A maneira mais eficaz de fazer com que o idoso tenha a aceitação
é a inserção na família e na sociedade;
a qualidade de vida é a estimulação. A estimulação
é o melhor meio para minimizar os efeitos negativos do envelhecimento
e levar as pessoas a viverem em melhores condições.
Estimular, entre outras coisas, quer dizer, instigar, ativar, excitar,
animar, encorajar e, além de tudo isso, estimular é
criar meios de manter a mente, as emoções, as comunicações
e os relacionamentos em atividade.
Cada idade é movida por diferentes tipos de estímulo.

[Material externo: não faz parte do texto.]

//! State-Sync policy engine (§4.6).
//!
//! Decorates tool descriptions with cache-control directives and responses
//! with causal invalidation markers, so the LLM client never has to guess
//! whether a result is still fresh. Resolution is glob-based over
//! dot-segmented tool names and is frozen at construction — see §5: "policy
//! cache ... internally synchronised single-writer / many-reader ... bounded
//! size (on overflow: clear-all)", which is why the lookup cache here is a
//! plain `RwLock<HashMap>` cleared wholesale rather than an LRU.

use crate::error::{KernelError, KernelResult};
use crate::response::ContentBlock;
use regex::Regex;
use serde::Deserialize;
use std::collections::HashMap;
use std::sync::{Arc, OnceLock, RwLock};

const MAX_CACHE_SIZE: usize = 2048;
const MAX_GLOB_ITERATIONS: usize = 1024;

fn segment_pattern() -> &'static Regex {
    static PATTERN: OnceLock<Regex> = OnceLock::new();
    PATTERN.get_or_init(|| Regex::new(r"^(\*{1,2}|[A-Za-z0-9_-]+)$").unwrap())
}

#[derive(Debug, Clone, Copy, PartialEq, Eq)]
pub enum CacheControl {
    NoStore,
    Immutable,
}

impl CacheControl {
    pub fn directive(self) -> &'static str {
        match self {
            CacheControl::NoStore => "no-store",
            CacheControl::Immutable => "immutable",
        }
    }

    pub fn parse(directive: &str) -> Option<Self> {
        match directive {
            "no-store" => Some(CacheControl::NoStore),
            "immutable" => Some(CacheControl::Immutable),
            _ => None,
        }
    }
}

/// A single entry: tools whose name matches `match_glob` get `cache_control`
/// and, on a successful call, a causal-invalidation marker naming
/// `invalidates`.
#[derive(Debug, Clone)]
pub struct SyncPolicy {
    pub match_glob: String,
    pub cache_control: Option<CacheControl>,
    pub invalidates: Vec<String>,
}

impl SyncPolicy {
    pub fn new(match_glob: impl Into<String>) -> Self {
        Self {
            match_glob: match_glob.into(),
            cache_control: None,
            invalidates: Vec::new(),
        }
    }

    #[must_use]
    pub fn cache_control(mut self, control: CacheControl) -> Self {
        self.cache_control = Some(control);
        self
    }

    #[must_use]
    pub fn invalidates(mut self, domain: impl Into<String>) -> Self {
        self.invalidates.push(domain.into());
        self
    }

    fn validate(&self) -> KernelResult<()> {
        validate_glob(&self.match_glob)?;
        for domain in &self.invalidates {
            validate_glob(domain)?;
        }
        Ok(())
    }
}

fn validate_glob(glob: &str) -> KernelResult<()> {
    let pattern = segment_pattern();
    for segment in glob.split('.') {
        if !pattern.is_match(segment) {
            return Err(KernelError::PolicyConfig(format!(
                "invalid glob segment '{segment}' in '{glob}'"
            )));
        }
    }
    Ok(())
}

/// Resolves a tool name to the first policy (in registration order) whose
/// glob matches, falling back to `default`. Resolutions are cached; the
/// cache is cleared wholesale once it exceeds [`MAX_CACHE_SIZE`] rather than
/// evicted piecemeal (§4.6, §5).
pub struct PolicyEngine {
    policies: Vec<Arc<SyncPolicy>>,
    default: Option<Arc<SyncPolicy>>,
    cache: RwLock<HashMap<String, Option<Arc<SyncPolicy>>>>,
}

impl PolicyEngine {
    pub fn new(policies: Vec<SyncPolicy>, default: Option<SyncPolicy>) -> KernelResult<Self> {
        for policy in &policies {
            policy.validate()?;
        }
        if let Some(default) = &default {
            default.validate()?;
        }
        Ok(Self {
            policies: policies.into_iter().map(Arc::new).collect(),
            default: default.map(Arc::new),
            cache: RwLock::new(HashMap::new()),
        })
    }

    /// Rebuild an engine from the same policies and default but with a fresh,
    /// empty lookup cache. `PolicyEngine` holds a lock-guarded cache and so
    /// is not itself `Clone`; `KernelBuilder::finalize` uses this to produce
    /// an independent `Kernel` on every call (idempotence, Testable Property
    /// #7) without sharing cache state across instances.
    pub fn snapshot(&self) -> PolicyEngine {
        PolicyEngine {
            policies: self.policies.clone(),
            default: self.default.clone(),
            cache: RwLock::new(HashMap::new()),
        }
    }

    pub fn resolve(&self, tool_name: &str) -> Option<Arc<SyncPolicy>> {
        if let Some(cached) = self.cache.read().unwrap().get(tool_name) {
            return cached.clone();
        }

        let resolved = self
            .policies
            .iter()
            .find(|policy| match_glob(&policy.match_glob, tool_name))
            .cloned()
            .or_else(|| self.default.clone());

        let mut cache = self.cache.write().unwrap();
        if cache.len() >= MAX_CACHE_SIZE {
            cache.clear();
        }
        cache.insert(tool_name.to_string(), resolved.clone());
        resolved
    }
}

/// Iterative, bounded-backtracking glob match over dot-separated segments.
/// `*` matches exactly one segment; `**` matches zero or more segments.
pub fn match_glob(pattern: &str, name: &str) -> bool {
    let pattern: Vec<&str> = pattern.split('.').collect();
    let name: Vec<&str> = name.split('.').collect();

    let (mut pi, mut ni) = (0, 0);
    let (mut star_p, mut star_n) = (None, 0);
    let mut iterations = 0;

    loop {
        iterations += 1;
        if iterations > MAX_GLOB_ITERATIONS {
            return false;
        }

        if pi < pattern.len() {
            let seg = pattern[pi];
            if seg == "**" {
                star_p = Some(pi);
                star_n = ni;
                pi += 1;
                continue;
            }
            if ni < name.len() && (seg == "*" || seg == name[ni]) {
                pi += 1;
                ni += 1;
                continue;
            }
        } else if ni == name.len() {
            return true;
        }

        if let Some(sp) = star_p {
            pi = sp + 1;
            star_n += 1;
            ni = star_n;
            if ni > name.len() {
                return false;
            }
            continue;
        }

        return false;
    }
}

/// Description decorator (§4.6): appends `[Cache-Control: <directive>]` to a
/// tool's description. Memoised by tool name since tool definitions are
/// immutable after `finalize()`.
pub struct DescriptionDecorator {
    cache: RwLock<HashMap<String, String>>,
}

impl Default for DescriptionDecorator {
    fn default() -> Self {
        Self::new()
    }
}

impl DescriptionDecorator {
    pub fn new() -> Self {
        Self {
            cache: RwLock::new(HashMap::new()),
        }
    }

    pub fn decorate(&self, tool_name: &str, description: &str, policy: Option<&SyncPolicy>) -> String {
        let Some(control) = policy.and_then(|p| p.cache_control) else {
            return description.to_string();
        };

        if let Some(cached) = self.cache.read().unwrap().get(tool_name) {
            return cached.clone();
        }

        let decorated = format!("{description} [Cache-Control: {}]", control.directive());
        self.cache.write().unwrap().insert(tool_name.to_string(), decorated.clone());
        decorated
    }
}

/// Response decorator (§4.6): prepends a `<cache_invalidation>` marker for
/// successful calls whose policy declares `invalidates`. Errors are never
/// decorated.
pub fn decorate_invalidation(tool_name: &str, policy: Option<&SyncPolicy>, is_error: bool) -> Option<ContentBlock> {
    if is_error {
        return None;
    }
    let policy = policy?;
    if policy.invalidates.is_empty() {
        return None;
    }
    Some(ContentBlock::cache_invalidation(tool_name, &policy.invalidates))
}

/// Host-facing, `serde`-deserialisable mirror of [`SyncPolicy`], in the same
/// `#[serde(default)]` style as the teacher's `config::schema::tools` structs
/// — a host embeds this in its own TOML/YAML/JSON config instead of building
/// policies in code.
#[derive(Debug, Clone, Deserialize)]
pub struct SyncPolicyConfig {
    #[serde(rename = "match")]
    pub match_glob: String,
    #[serde(default)]
    pub cache_control: Option<String>,
    #[serde(default)]
    pub invalidates: Vec<String>,
}

impl TryFrom<SyncPolicyConfig> for SyncPolicy {
    type Error = KernelError;

    fn try_from(config: SyncPolicyConfig) -> Result<Self, Self::Error> {
        let mut policy = SyncPolicy::new(config.match_glob);
        if let Some(directive) = config.cache_control {
            let control = CacheControl::parse(&directive)
                .ok_or_else(|| KernelError::PolicyConfig(format!("unknown cache-control directive '{directive}'")))?;
            policy = policy.cache_control(control);
        }
        for domain in config.invalidates {
            policy = policy.invalidates(domain);
        }
        Ok(policy)
    }
}

#[derive(Debug, Clone, Deserialize, Default)]
pub struct StateSyncConfig {
    #[serde(default)]
    pub policies: Vec<SyncPolicyConfig>,
    #[serde(default)]
    pub default: Option<SyncPolicyConfig>,
}

impl TryFrom<StateSyncConfig> for PolicyEngine {
    type Error = KernelError;

    fn try_from(config: StateSyncConfig) -> Result<Self, Self::Error> {
        let policies = config
            .policies
            .into_iter()
            .map(SyncPolicy::try_from)
            .collect::<Result<Vec<_>, _>>()?;
        let default = config.default.map(SyncPolicy::try_from).transpose()?;
        PolicyEngine::new(policies, default)
    }
}

#[cfg(test)]
mod tests {
    use super::*;

    #[test]
    fn double_star_matches_everything() {
        assert!(match_glob("**", "a.b.c"));
    }

    #[test]
    fn single_star_matches_exactly_one_segment() {
        assert!(match_glob("a.*", "a.b"));
        assert!(!match_glob("a.*", "a.b.c"));
    }

    #[test]
    fn double_star_matches_zero_or_more_trailing_segments() {
        assert!(match_glob("a.**", "a.b.c.d"));
        assert!(match_glob("a.**", "a"));
    }

    #[test]
    fn literal_segments_must_match_exactly() {
        assert!(match_glob("orders.create", "orders.create"));
        assert!(!match_glob("orders.create", "orders.cancel"));
    }

    #[test]
    fn invalid_glob_segment_is_rejected_at_construction() {
        let err = SyncPolicy::new("orders!").validate().unwrap_err();
        assert!(matches!(err, KernelError::PolicyConfig(_)));
    }

    #[test]
    fn engine_resolves_first_matching_policy_in_order() {
        let engine = PolicyEngine::new(
            vec![
                SyncPolicy::new("orders.*").cache_control(CacheControl::NoStore),
                SyncPolicy::new("**").cache_control(CacheControl::Immutable),
            ],
            None,
        )
        .unwrap();
        let resolved = engine.resolve("orders.create").unwrap();
        assert_eq!(resolved.cache_control, Some(CacheControl::NoStore));
    }

    #[test]
    fn engine_falls_back_to_default() {
        let engine = PolicyEngine::new(vec![], Some(SyncPolicy::new("**").cache_control(CacheControl::Immutable))).unwrap();
        let resolved = engine.resolve("anything").unwrap();
        assert_eq!(resolved.cache_control, Some(CacheControl::Immutable));
    }

    #[test]
    fn engine_resolution_is_cached_and_reused() {
        let engine = PolicyEngine::new(vec![SyncPolicy::new("**").cache_control(CacheControl::NoStore)], None).unwrap();
        let first = engine.resolve("x");
        let second = engine.resolve("x");
        assert!(Arc::ptr_eq(first.as_ref().unwrap(), second.as_ref().unwrap()));
    }

    #[test]
    fn description_decorator_appends_directive_once_and_memoises() {
        let decorator = DescriptionDecorator::new();
        let policy = SyncPolicy::new("**").cache_control(CacheControl::Immutable);
        let decorated = decorator.decorate("orders", "manage orders", Some(&policy));
        assert_eq!(decorated, "manage orders [Cache-Control: immutable]");
        let again = decorator.decorate("orders", "manage orders", Some(&policy));
        assert_eq!(again, decorated);
    }

    #[test]
    fn description_decorator_passes_through_without_policy() {
        let decorator = DescriptionDecorator::new();
        assert_eq!(decorator.decorate("orders", "manage orders", None), "manage orders");
    }

    #[test]
    fn invalidation_marker_only_on_success_with_domains() {
        let policy = SyncPolicy::new("**").invalidates("orders").invalidates("inventory");
        let block = decorate_invalidation("orders", Some(&policy), false).unwrap();
        let text = block.as_text();
        assert!(text.contains("cause=\"orders\""));
        assert!(text.contains("orders, inventory"));

        assert!(decorate_invalidation("orders", Some(&policy), true).is_none());
    }

    #[test]
    fn invalidation_marker_absent_when_policy_declares_no_domains() {
        let policy = SyncPolicy::new("**");
        assert!(decorate_invalidation("orders", Some(&policy), false).is_none());
    }

    #[test]
    fn state_sync_config_builds_a_working_engine() {
        let json = serde_json::json!({
            "policies": [
                {"match": "orders.*", "cache_control": "no-store", "invalidates": ["orders"]}
            ],
            "default": {"match": "**", "cache_control": "immutable"}
        });
        let config: StateSyncConfig = serde_json::from_value(json).unwrap();
        let engine = PolicyEngine::try_from(config).unwrap();
        let resolved = engine.resolve("orders.create").unwrap();
        assert_eq!(resolved.cache_control, Some(CacheControl::NoStore));
        assert_eq!(resolved.invalidates, vec!["orders".to_string()]);
    }

    #[test]
    fn state_sync_config_rejects_unknown_directive() {
        let config = StateSyncConfig {
            policies: vec![SyncPolicyConfig {
                match_glob: "**".to_string(),
                cache_control: Some("sometimes".to_string()),
                invalidates: Vec::new(),
            }],
            default: None,
        };
        assert!(PolicyEngine::try_from(config).is_err());
    }
}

A criança quer aprender a caminhar, falar, escrever. O adolescente
quer ser adulto, quer saber quem é e quem vai ser. O adulto
quer a formação de uma família, os filhos,
estabilidade profissional e financeira. E para o idoso? Quais são
os estímulos, já que ele está mais próximo
do fim da vida e, teoricamente, não tem a etapa seguinte
para querer chegar lá?
O estímulo e a motivação do idoso é
viver bem no presente e ter satisfação com a vida
que leva agora. Um importante estímulo é ver-se nos
filhos, nos netos, nos amigos, nos colegas, deixar algo de bom para
as gerações que vêm depois dele. Para isso,
seus estímulos são sua vida, sua família, os
amigos, manter atividades, criar, ter lazer, querer ver mais e aprender
mais.
A fala: "Minha mãe é muito boazinha, fica na
cadeira de balanço vendo televisão o dia todo. É
quietinha, não incomoda ninguém...". Pobre mãe!
Esse tipo de mentalidade, que ainda existe, é o principal
responsável pela infelicidade de muitos idosos. Se estimulado,
o idoso ganha auto-estima, fica mais esperto, mais participativo,
começa a se envolver mais nas questões que o rodeiam,
reivindica, reclama; podendo ser visto pela família como
um aborrecimento e não uma vantagem. As atividades que proporcionam
estimulação psicológica são aquelas
que trabalham com: afeto; auto-estima; pensamento; inteligência;
memória; atenção; percepção;
capacidade de tomar decisões; capaci-dade de adaptação
a novas situações. É preciso estimular o idoso
para a vida, para o dia-a-dia, investindo em sua parte sadia, respeitando
seus hábitos, incentivando a desenvolver atividades físicas,
de lazer, manuais, intelectuais e sociais, e fortalecendo os vínculos
com a família e os amigos.
A estimulação faz com que as pessoas vivam mais a
vida. Com a estimulação tudo revive: o corpo não-usado,
a mente parada, os afetos anestesiados e os amigos esquecidos.
Danielle Fiore Darcien, Psicóloga Hospitalar.